On 27/01/15 17:20, Kostiantyn Ponomarenko wrote:
> Hi Chrissie,
> 
> I know that this setup it crazy thing =)
> First of all I needed to say - think about each two-node cluster as one box
> with two nodes.
> 
>> You can't connect clusters together like that.
> I know that.
> 
>> All nodes in the cluster have just 1 authkey file.
> That is true. But in this example there are two clusters, each of them have
> its own auth key.
> 
>> What you have there is not a ring, it's err, a linked-cross?!
> Yep, I showed the wrong way of connecting two clusters.
> 
>> Why do you need to connect the two clusters together - is it for failover?
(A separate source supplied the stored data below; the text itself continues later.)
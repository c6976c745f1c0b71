//! Tipos de Erro do Subsistema de Memória

/// Erros do subsistema de memória
#[derive(Debug, Clone, Copy, PartialEq, Eq)]
pub enum MmError {
    /// Sem memória disponível (heap esgotado ou limite de placement)
    OutOfMemory,
    /// Operação que exige o heap antes de ele ser instalado
    NotInitialized,
    /// Heap (ou cursor de placement) já configurado
    AlreadyInitialized,
    /// Endereço sem página mapeada no espaço do kernel
    NotMapped,
    /// Parâmetro inválido
    InvalidParameter,
}

impl MmError {
    /// Retorna descrição legível do erro
    pub fn as_str(&self) -> &'static str {
        match self {
            Self::OutOfMemory => "OOM: sem memória disponível",
            Self::NotInitialized => "Heap do kernel não instalado",
            Self::AlreadyInitialized => "Alocador já inicializado",
            Self::NotMapped => "Região não mapeada",
            Self::InvalidParameter => "Parâmetro inválido",
        }
    }
}

impl core::fmt::Display for MmError {
    fn fmt(&self, f: &mut core::fmt::Formatter<'_>) -> core::fmt::Result {
        write!(f, "{}", self.as_str())
    }
}

/// Tipo Result específico para operações de memória
pub type MmResult<T> = Result<T, MmError>;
> No, it is not. I really don't (and won't) connect them in that way. It
> wrong.
> But, in real life those two clusters will be standing (physically, in the
> same room, in the same rack) pretty close to each other.
> And my concern is - if someone do that connection by a mistake. What will
> be in that situation?
> What I would like to get in that situation, is something which prevent
> simultaneous work of two nodes in one cluster - because it will cause data
> corruption.

Oh I see! Sorry, I thought that was a deliberate installation plan - I'm
pleased to hear that it's not :)

What will happen if the clusters do get connected is that you will just
get a lot of errors printed to syslog as corosync rejects the messages
with the wrong authkey. Your data will be safe but you might get some
slowdown. If that slowdown is severe (maybe both clusters are very busy)
there is a small chance that it might cause a fencing action.